Contract sales organizations (CSOs) provide various services, the benefits of which mirror those of outsourcing research and manufacturing, which provides customers with flexibility and scalability, said Paul Mignon, president of Selling Solutions, Syneos Health.
As such, the sales forces of pharmaceutical companies have shrunk dramatically, explained Jez Moulding, COO of UDG Healthcare and EVP of Ashfield. “In contrast, contract sales organizations have grown, with increased demand for reps on highly flexible contracts,” he said.
When asked to rank the most important reason for outsourcing at a recent Ashfield Advisory Board meeting, clients cited deployment speed, flexibility, and risk mitigation as pivotal, Moulding said.
“The next highest ranked reason was strategic sourcing, meaning the long-term outsourcing of a substantial percentage of non-core services, enabling a pharma company to streamline and focus internal efforts on the priorities for its business agenda,” he added.
Challenges and opportunities
It’s a complex market and data has become critically important for sales representatives, as there are more medicines and more competition than ever before, Mignon said.
Moulding also cited the rate of change within the pharma industry as one of the main issues affecting the pharma contract sales industry. However, this provides an opportunity for CSO to offer pharma stability, he said.
“With an aging population, the medication landscape is moving rapidly to specialty-based products, requiring CSOs to become operational experts in rapidly deploying commercial services,” said Moulding.
Additionally, Moulding said the rise in digital and change in customer communication preferences provides an opportunity for CSOs “to continually innovate in order to provide the best and most appropriate solution.”
The industry has also experienced changes in stakeholder groups, with a shift from prescribers to payers and an increasing focus on patients as significant stakeholder. “As a result, pharma now has a much larger and more diverse range of stakeholders to communicate with,” said Moulding.
An evolving industry
There has been an increase in outsourcing across the board over the past five years, and Mignon anticipates it will continue to grow immensely over the next five.
“Thirty years ago, contract research organization (CRO) outsourcing was probably at the same range that commercial outsourcing is today,” he said. “Since then, CRO outsourcing has quadrupled, and while commercial outsourcing has not grown as much during the same timeframe, I expect it will catch up in regards to pharmaceutical sales outsourcing over the next five to 10 years.”
Examining the biopharmaceutical industry as a whole, Mignon said companies are being squeezed by the rebates they are providing, as well as by operating models and by sales volatility. “Company’s profits are not what they were 10-15 years ago,” he added. “The model needs to evolve and change to meet the expectation on the horizon.”

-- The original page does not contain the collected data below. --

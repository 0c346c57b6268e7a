//! Binding to the ML-DSA-87 core (the standardised Dilithium5 parameter set).
//!
//! This is the only module that names `fips204`; everything above it sees
//! fixed-width byte arrays and opaque key values.

use fips204::ml_dsa_87;
use fips204::traits::{KeyGen, SerDes, Signer, Verifier};

/// Seed width the core key generator consumes.
pub(crate) const SEED_SIZE: usize = 32;
pub(crate) const PUBLIC_KEY_SIZE: usize = ml_dsa_87::PK_LEN;
pub(crate) const PRIVATE_KEY_SIZE: usize = ml_dsa_87::SK_LEN;
pub(crate) const SIGNATURE_SIZE: usize = ml_dsa_87::SIG_LEN;

pub(crate) type CorePublicKey = ml_dsa_87::PublicKey;
pub(crate) type CorePrivateKey = ml_dsa_87::PrivateKey;

/// Empty context string: this binding never signs with a context.
const NO_CONTEXT: &[u8] = &[];

// Private key layout: rho (32) | key (32) | tr (64) | s1 (L polys) |
// s2 (K polys) | t0 (K polys). s1 and s2 pack `ETA - c` in 3 bits.
const L: usize = 7;
const K: usize = 8;
const ETA: u32 = 2;
const SECRET_OFFSET: usize = 32 + 32 + 64;
const SECRET_LEN: usize = (L + K) * 256 * 3 / 8;

pub(crate) fn keygen(
    seed: &[u8; SEED_SIZE],
) -> (CorePublicKey, CorePrivateKey) {
    ml_dsa_87::KG::keygen_from_seed(seed)
}

/// Hedged signing; the core draws fresh randomness for every call.
pub(crate) fn sign(
    sk: &CorePrivateKey,
    message: &[u8],
) -> Result<[u8; SIGNATURE_SIZE], &'static str> {
    sk.try_sign(message, NO_CONTEXT)
}

pub(crate) fn verify(
    pk: &CorePublicKey,
    message: &[u8],
    signature: &[u8; SIGNATURE_SIZE],
) -> bool {
    pk.verify(message, signature, NO_CONTEXT)
}

pub(crate) fn public_from_private(sk: &CorePrivateKey) -> CorePublicKey {
    sk.get_public_key()
}

pub(crate) fn encode_public(pk: &CorePublicKey) -> [u8; PUBLIC_KEY_SIZE] {
    pk.clone().into_bytes()
}

pub(crate) fn decode_public(
    bytes: [u8; PUBLIC_KEY_SIZE],
) -> Result<CorePublicKey, &'static str> {
    CorePublicKey::try_from_bytes(bytes)
}

pub(crate) fn encode_private(sk: &CorePrivateKey) -> [u8; PRIVATE_KEY_SIZE] {
    sk.clone().into_bytes()
}

/// The core's decoder does not range check `s1` and `s2`; a key carrying an
/// out-of-range coefficient would not re-encode to the same bytes.
pub(crate) fn decode_private(
    bytes: [u8; PRIVATE_KEY_SIZE],
) -> Result<CorePrivateKey, &'static str> {
    if !secret_vectors_in_range(&bytes) {
        return Err("secret coefficient out of range");
    }
    CorePrivateKey::try_from_bytes(bytes)
}

/// Every packed `s1`/`s2` coefficient must lie in `[0, 2·ETA]`.
fn secret_vectors_in_range(bytes: &[u8; PRIVATE_KEY_SIZE]) -> bool {
    bytes[SECRET_OFFSET..SECRET_OFFSET + SECRET_LEN]
        .chunks_exact(3)
        .all(|chunk| {
            let word = u32::from_le_bytes([chunk[0], chunk[1], chunk[2], 0]);
            (0..8).all(|i| (word >> (3 * i)) & 0b111 <= 2 * ETA)
        })
}
use thiserror::Error;

/// Result type specialized for signature operations.
pub type SignResult<T> = std::result::Result<T, SignError>;

/// Errors that can arise while deriving, encoding or using Dilithium5 keys.
///
/// `InvalidSeedSize` and `ContextNotSupported` describe caller bugs; the
/// scheme methods panic with their message instead of returning them.
/// Verification never produces an error, only `false`.
#[non_exhaustive]
#[derive(Debug, Error)]
pub enum SignError {
    #[error("entropy source failed: {0}")]
    EntropySource(#[source] rand::Error),
    #[error("seed must be {expected} bytes, got {found}")]
    InvalidSeedSize { expected: usize, found: usize },
    #[error("packed public key must be {expected} bytes, got {found}")]
    PublicKeySize { expected: usize, found: usize },
    #[error("packed private key must be {expected} bytes, got {found}")]
    PrivateKeySize { expected: usize, found: usize },
    #[error("malformed public key: {0}")]
    MalformedPublicKey(&'static str),
    #[error("malformed private key: {0}")]
    MalformedPrivateKey(&'static str),
    #[error("signing context is not supported by this scheme")]
    ContextNotSupported,
    #[error("signature generation failed: {0}")]
    Signing(&'static str),
}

Moulding explained CSOs have helped pharmaceutical companies adapt to this change over the past five years and have enabled them to the mitigate risk (and costs) associated with hiring a permanent in-house sales force.
“Pharma companies are now looking for fewer global, strategic partners that can offer multiple services, across multiple geographies,” Moulding added. “There has also been a shift towards multi-channel models and digital marketing offers opportunities for contract sales organizations who have already invested in these areas.”
In the next five years, Moulding expects these trends to continue and accelerate as the industry continues to feel the pressure to operate more effectively and efficiently. He also predicts increased outsourcing to CSOs who can offer a comprehensive range of services.
Echoing this sentiment, Mignon said Syneos wants clients to start thinking of the company as more of a strategic partner than a vendor putting people in the field. He poses the questions: Are market access strategies needed? Advertising or public relations specialists?
“Ultimately, it’s about helping the patient get the therapy they need and stay on it to get the most benefit possible,” Mignon said.